* [YOUR TASK] Copy every line from the records below that carries the word "world".

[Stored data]

== Segment start ==

//! Main-thread task queue
//!
//! Work that must not run inside the current pass (focus transitions, for
//! example, are only valid once a widget is attached to its window) is pushed
//! onto a `MainQueue` and run on the next iteration of the host event loop.
//! Everything still runs on the UI thread; the queue only defers.
//!
//! One iteration runs exactly the tasks that were pending when it started.
//! Tasks scheduled while an iteration runs wait for the following one.

use std::collections::VecDeque;
use std::sync::{Arc, Mutex, PoisonError};

use slotmap::{new_key_type, SlotMap};

new_key_type! {
    /// Handle for a scheduled task, used to cancel it
    pub struct TaskId;
}

type Task = Box<dyn FnOnce() + Send>;

#[derive(Default)]
struct QueueInner {
    tasks: SlotMap<TaskId, Task>,
    order: VecDeque<TaskId>,
}

/// Deferred work for the UI thread
#[derive(Clone, Default)]
pub struct MainQueue {
    inner: Arc<Mutex<QueueInner>>,
}

impl MainQueue {
    pub fn new() -> Self {
        Self::default()
    }

    fn lock(&self) -> std::sync::MutexGuard<'_, QueueInner> {
        self.inner.lock().unwrap_or_else(PoisonError::into_inner)
    }

    /// Schedule `task` for the next event-loop iteration
    pub fn schedule<F>(&self, task: F) -> TaskId
    where
        F: FnOnce() + Send + 'static,
    {
        let mut inner = self.lock();
        let id = inner.tasks.insert(Box::new(task));
        inner.order.push_back(id);
        id
    }

    /// Cancel a pending task. Returns false if it already ran or was cancelled.
    pub fn cancel(&self, id: TaskId) -> bool {
        self.lock().tasks.remove(id).is_some()
    }

    /// Whether `id` is still waiting to run
    pub fn is_pending(&self, id: TaskId) -> bool {
        self.lock().tasks.contains_key(id)
    }

    /// Number of tasks waiting to run
    pub fn pending_count(&self) -> usize {
        self.lock().tasks.len()
    }

    /// Run one event-loop iteration, returning the number of tasks executed
    pub fn run_next_iteration(&self) -> usize {
        let batch: Vec<TaskId> = self.lock().order.drain(..).collect();
        let mut executed = 0;

        for id in batch {
            // Release the lock before running so tasks can schedule more work
            let task = self.lock().tasks.remove(id);
            if let Some(task) = task {
                task();
                executed += 1;
            }
        }

        if executed > 0 {
            tracing::trace!("Main queue ran {} task(s)", executed);
        }
        executed
    }

    /// Run iterations until nothing is pending or `max_iterations` is reached
    pub fn run_until_idle(&self, max_iterations: usize) -> usize {
        let mut executed = 0;
        for _ in 0..max_iterations {
            if self.pending_count() == 0 {
                break;
            }
            executed += self.run_next_iteration();
        }
        executed
    }
}

#[cfg(test)]
mod tests {
    use super::*;
    use std::sync::atomic::{AtomicUsize, Ordering};

    #[test]
    fn test_tasks_are_deferred_until_iteration() {
        let queue = MainQueue::new();
        let ran = Arc::new(AtomicUsize::new(0));

        let counter = Arc::clone(&ran);
        queue.schedule(move || {
            counter.fetch_add(1, Ordering::SeqCst);
        });

        assert_eq!(ran.load(Ordering::SeqCst), 0);
        assert_eq!(queue.run_next_iteration(), 1);
        assert_eq!(ran.load(Ordering::SeqCst), 1);
        assert_eq!(queue.pending_count(), 0);
    }

    #[test]
    fn test_tasks_scheduled_during_iteration_wait() {
        let queue = MainQueue::new();
        let log = Arc::new(Mutex::new(Vec::new()));

        let inner_queue = queue.clone();
        let outer_log = Arc::clone(&log);
        queue.schedule(move || {
            outer_log.lock().unwrap().push("outer");
            let inner_log = Arc::clone(&outer_log);
            inner_queue.schedule(move || inner_log.lock().unwrap().push("inner"));
        });

        assert_eq!(queue.run_next_iteration(), 1);
        assert_eq!(*log.lock().unwrap(), vec!["outer"]);

        assert_eq!(queue.run_next_iteration(), 1);
        assert_eq!(*log.lock().unwrap(), vec!["outer", "inner"]);
    }

    #[test]
    fn test_cancel() {
        let queue = MainQueue::new();
        let ran = Arc::new(AtomicUsize::new(0));

        let counter = Arc::clone(&ran);
        let id = queue.schedule(move || {
            counter.fetch_add(1, Ordering::SeqCst);
        });

        assert!(queue.is_pending(id));
        assert!(queue.cancel(id));
        assert!(!queue.cancel(id));
        assert_eq!(queue.run_next_iteration(), 0);
        assert_eq!(ran.load(Ordering::SeqCst), 0);
    }

    #[test]
    fn test_fifo_order() {
        let queue = MainQueue::new();
        let log = Arc::new(Mutex::new(Vec::new()));

        for i in 0..3 {
            let log = Arc::clone(&log);
            queue.schedule(move || log.lock().unwrap().push(i));
        }

        assert_eq!(queue.run_until_idle(8), 3);
        assert_eq!(*log.lock().unwrap(), vec![0, 1, 2]);
    }
}
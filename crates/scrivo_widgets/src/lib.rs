//! Scrivo Widgets
//!
//! A declarative multi-line text view backed by a long-lived native widget.
//!
//! - [`TextView`]: builder-style view value, rebuilt on every render
//! - [`TextViewAdapter`]: reconciles one native widget against each render
//! - [`TextViewCoordinator`]: routes native edit and focus events back into
//!   bindings and callbacks
//! - [`NativeTextWidget`]: the seam to a platform widget;
//!   [`HeadlessTextWidget`] is the in-memory implementation
//!
//! # Example
//!
//! ```rust
//! use scrivo_core::{Binding, Environment, MainQueue};
//! use scrivo_widgets::prelude::*;
//!
//! let text = Binding::new("hello".to_string());
//! let queue = MainQueue::new();
//!
//! let view = TextView::new(&text).widget_family(WidgetFamily::Desktop);
//! let mounted = view.mount(&Environment::new(), &queue).unwrap();
//!
//! mounted
//!     .adapter()
//!     .with_widget_as::<HeadlessTextWidget, _>(|widget| widget.insert_text(" world"));
//! assert_eq!(text.get(), "hello world");
//! ```

pub mod adapter;
pub mod configuration;
pub mod content;
pub mod coordinator;
pub mod editing;
pub mod headless;
pub mod native;
pub mod paragraph;
pub mod rich_text;
pub mod text_view;

pub use adapter::{SharedTextWidget, TextViewAdapter};
pub use configuration::{
    Autocapitalization, CommitCallback, EditingChangedCallback, KeyboardType, ReturnKeyType,
    TextContentType, TextViewConfiguration,
};
pub use content::TextContent;
pub use coordinator::TextViewCoordinator;
pub use editing::EditingSession;
pub use headless::{HeadlessTextWidget, KeyboardSettings};
pub use native::{
    DefaultTextWidgetFactory, NativeTextWidget, TextWidgetFactory, TextWidgetObserver,
    WidgetFamily,
};
pub use paragraph::{ParagraphSpacingEnvironment, ParagraphSpacingKey, ParagraphStyle};
pub use rich_text::{AttributeRun, RichText, TextAttributes};
pub use text_view::{MountedTextView, PlaceholderLabel, TextView};

/// Commonly used types
pub mod prelude {
    pub use crate::configuration::{
        Autocapitalization, KeyboardType, ReturnKeyType, TextContentType,
    };
    pub use crate::headless::HeadlessTextWidget;
    pub use crate::native::{NativeTextWidget, WidgetFamily};
    pub use crate::paragraph::ParagraphSpacingEnvironment;
    pub use crate::rich_text::{RichText, TextAttributes};
    pub use crate::text_view::{MountedTextView, PlaceholderLabel, TextView};
}
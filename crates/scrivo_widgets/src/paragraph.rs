//! Paragraph styling and the paragraph-spacing environment value

use scrivo_core::environment::{Environment, EnvironmentKey};
use scrivo_core::style::LineBreakMode;

/// Paragraph-level attributes applied to attributed text
#[derive(Clone, Debug, Default, PartialEq)]
pub struct ParagraphStyle {
    pub line_break_mode: LineBreakMode,
    /// Extra spacing between lines, in points
    pub line_spacing: f32,
    /// Extra spacing after each paragraph, in points
    pub paragraph_spacing: Option<f32>,
}

impl ParagraphStyle {
    /// Build the paragraph style the ambient context asks for
    pub fn from_environment(env: &Environment) -> Self {
        Self {
            line_break_mode: env.line_break_mode,
            line_spacing: env.line_spacing,
            paragraph_spacing: env.paragraph_spacing(),
        }
    }
}

/// Environment key for custom paragraph spacing
///
/// Setting it forces text views to render plain content as attributed text,
/// since paragraph spacing has no plain-text representation.
pub struct ParagraphSpacingKey;

impl EnvironmentKey for ParagraphSpacingKey {
    type Value = Option<f32>;

    fn default_value() -> Option<f32> {
        None
    }
}

/// Paragraph-spacing accessors on [`Environment`]
pub trait ParagraphSpacingEnvironment {
    /// Set the paragraph spacing for text views in this context
    fn with_paragraph_spacing(self, spacing: f32) -> Self;

    /// Paragraph spacing requested by the context, if any
    fn paragraph_spacing(&self) -> Option<f32>;
}

impl ParagraphSpacingEnvironment for Environment {
    fn with_paragraph_spacing(self, spacing: f32) -> Self {
        self.with_value::<ParagraphSpacingKey>(Some(spacing))
    }

    fn paragraph_spacing(&self) -> Option<f32> {
        self.get::<ParagraphSpacingKey>()
    }
}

== Segment end ==

* [EXERCISE RESPONSE]
//!     .with_widget_as::<HeadlessTextWidget, _>(|widget| widget.insert_text(" world"));
//! assert_eq!(text.get(), "hello world");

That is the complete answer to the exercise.